PROBLEM TO SOLVE:
Filter the records below for the word "context". Copy each line that holds it.
+ + + + +
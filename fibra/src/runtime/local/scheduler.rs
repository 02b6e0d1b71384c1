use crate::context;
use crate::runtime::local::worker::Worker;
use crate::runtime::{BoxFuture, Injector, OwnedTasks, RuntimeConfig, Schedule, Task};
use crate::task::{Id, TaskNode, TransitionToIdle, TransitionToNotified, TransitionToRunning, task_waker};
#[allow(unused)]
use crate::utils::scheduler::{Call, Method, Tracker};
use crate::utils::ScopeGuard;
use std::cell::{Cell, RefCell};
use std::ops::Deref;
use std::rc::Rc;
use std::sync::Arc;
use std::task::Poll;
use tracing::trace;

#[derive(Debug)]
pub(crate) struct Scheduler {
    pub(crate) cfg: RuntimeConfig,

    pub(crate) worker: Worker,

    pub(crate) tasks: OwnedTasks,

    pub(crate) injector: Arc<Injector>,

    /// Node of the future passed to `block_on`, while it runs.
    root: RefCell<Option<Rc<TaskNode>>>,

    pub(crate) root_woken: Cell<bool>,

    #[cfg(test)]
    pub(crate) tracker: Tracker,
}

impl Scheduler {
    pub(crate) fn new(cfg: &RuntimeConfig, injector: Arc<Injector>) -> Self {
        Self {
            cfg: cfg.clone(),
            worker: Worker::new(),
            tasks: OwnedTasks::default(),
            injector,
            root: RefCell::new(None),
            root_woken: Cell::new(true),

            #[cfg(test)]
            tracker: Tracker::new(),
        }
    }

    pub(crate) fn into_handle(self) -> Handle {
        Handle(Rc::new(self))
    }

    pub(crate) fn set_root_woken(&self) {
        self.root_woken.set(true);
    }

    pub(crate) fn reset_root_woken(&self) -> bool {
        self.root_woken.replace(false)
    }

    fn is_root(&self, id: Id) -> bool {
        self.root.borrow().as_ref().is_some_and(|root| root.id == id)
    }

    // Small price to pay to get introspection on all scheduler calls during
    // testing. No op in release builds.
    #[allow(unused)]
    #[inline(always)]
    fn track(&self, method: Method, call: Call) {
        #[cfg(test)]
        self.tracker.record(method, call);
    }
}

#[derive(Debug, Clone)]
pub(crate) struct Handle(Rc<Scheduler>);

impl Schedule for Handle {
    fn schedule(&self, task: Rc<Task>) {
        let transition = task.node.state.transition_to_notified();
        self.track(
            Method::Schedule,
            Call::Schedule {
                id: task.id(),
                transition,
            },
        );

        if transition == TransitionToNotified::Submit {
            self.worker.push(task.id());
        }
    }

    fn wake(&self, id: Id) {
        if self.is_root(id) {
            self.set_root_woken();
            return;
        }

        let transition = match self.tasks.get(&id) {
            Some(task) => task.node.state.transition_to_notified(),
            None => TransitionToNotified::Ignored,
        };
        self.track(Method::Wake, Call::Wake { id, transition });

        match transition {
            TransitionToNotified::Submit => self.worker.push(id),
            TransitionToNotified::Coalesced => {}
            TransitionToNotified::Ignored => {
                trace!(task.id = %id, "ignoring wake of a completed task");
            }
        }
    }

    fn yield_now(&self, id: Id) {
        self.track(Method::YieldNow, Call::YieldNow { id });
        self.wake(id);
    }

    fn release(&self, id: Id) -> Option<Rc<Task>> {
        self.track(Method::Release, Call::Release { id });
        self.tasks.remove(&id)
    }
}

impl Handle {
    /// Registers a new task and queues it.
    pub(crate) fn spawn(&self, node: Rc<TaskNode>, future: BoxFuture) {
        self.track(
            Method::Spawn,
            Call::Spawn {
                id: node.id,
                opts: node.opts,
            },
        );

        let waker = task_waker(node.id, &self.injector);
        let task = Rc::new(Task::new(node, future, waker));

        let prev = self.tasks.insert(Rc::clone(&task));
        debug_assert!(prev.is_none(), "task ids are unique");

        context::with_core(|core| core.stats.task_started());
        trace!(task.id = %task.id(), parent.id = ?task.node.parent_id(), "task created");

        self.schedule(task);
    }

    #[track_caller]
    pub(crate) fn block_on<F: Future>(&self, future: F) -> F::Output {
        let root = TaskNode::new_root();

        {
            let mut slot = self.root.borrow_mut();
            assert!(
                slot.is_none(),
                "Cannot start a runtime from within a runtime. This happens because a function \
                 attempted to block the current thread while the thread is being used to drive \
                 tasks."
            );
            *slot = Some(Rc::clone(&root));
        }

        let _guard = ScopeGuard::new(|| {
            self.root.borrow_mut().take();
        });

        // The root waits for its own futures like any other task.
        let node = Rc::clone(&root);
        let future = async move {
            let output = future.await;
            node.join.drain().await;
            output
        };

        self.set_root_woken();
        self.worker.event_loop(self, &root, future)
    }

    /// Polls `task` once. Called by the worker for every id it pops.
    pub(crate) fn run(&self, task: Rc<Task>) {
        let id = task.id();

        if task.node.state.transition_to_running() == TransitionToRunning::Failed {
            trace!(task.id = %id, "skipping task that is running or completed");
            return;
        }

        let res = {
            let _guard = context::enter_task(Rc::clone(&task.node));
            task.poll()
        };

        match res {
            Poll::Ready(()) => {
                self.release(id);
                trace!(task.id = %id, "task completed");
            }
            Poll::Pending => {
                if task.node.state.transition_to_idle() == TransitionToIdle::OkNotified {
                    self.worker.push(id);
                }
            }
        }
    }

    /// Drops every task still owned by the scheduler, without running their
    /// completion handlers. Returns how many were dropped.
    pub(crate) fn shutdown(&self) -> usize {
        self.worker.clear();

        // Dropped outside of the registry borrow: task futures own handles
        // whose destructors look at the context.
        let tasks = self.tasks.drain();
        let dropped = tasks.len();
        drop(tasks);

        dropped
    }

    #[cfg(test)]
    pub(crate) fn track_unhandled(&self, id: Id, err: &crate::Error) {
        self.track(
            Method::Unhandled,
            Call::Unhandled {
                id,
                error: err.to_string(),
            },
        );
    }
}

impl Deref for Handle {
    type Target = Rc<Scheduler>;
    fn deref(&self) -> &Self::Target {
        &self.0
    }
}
+ + + + +
EXPECTED OUTPUT:
use crate::context;
        context::with_core(|core| core.stats.task_started());
            let _guard = context::enter_task(Rc::clone(&task.node));
        // whose destructors look at the context.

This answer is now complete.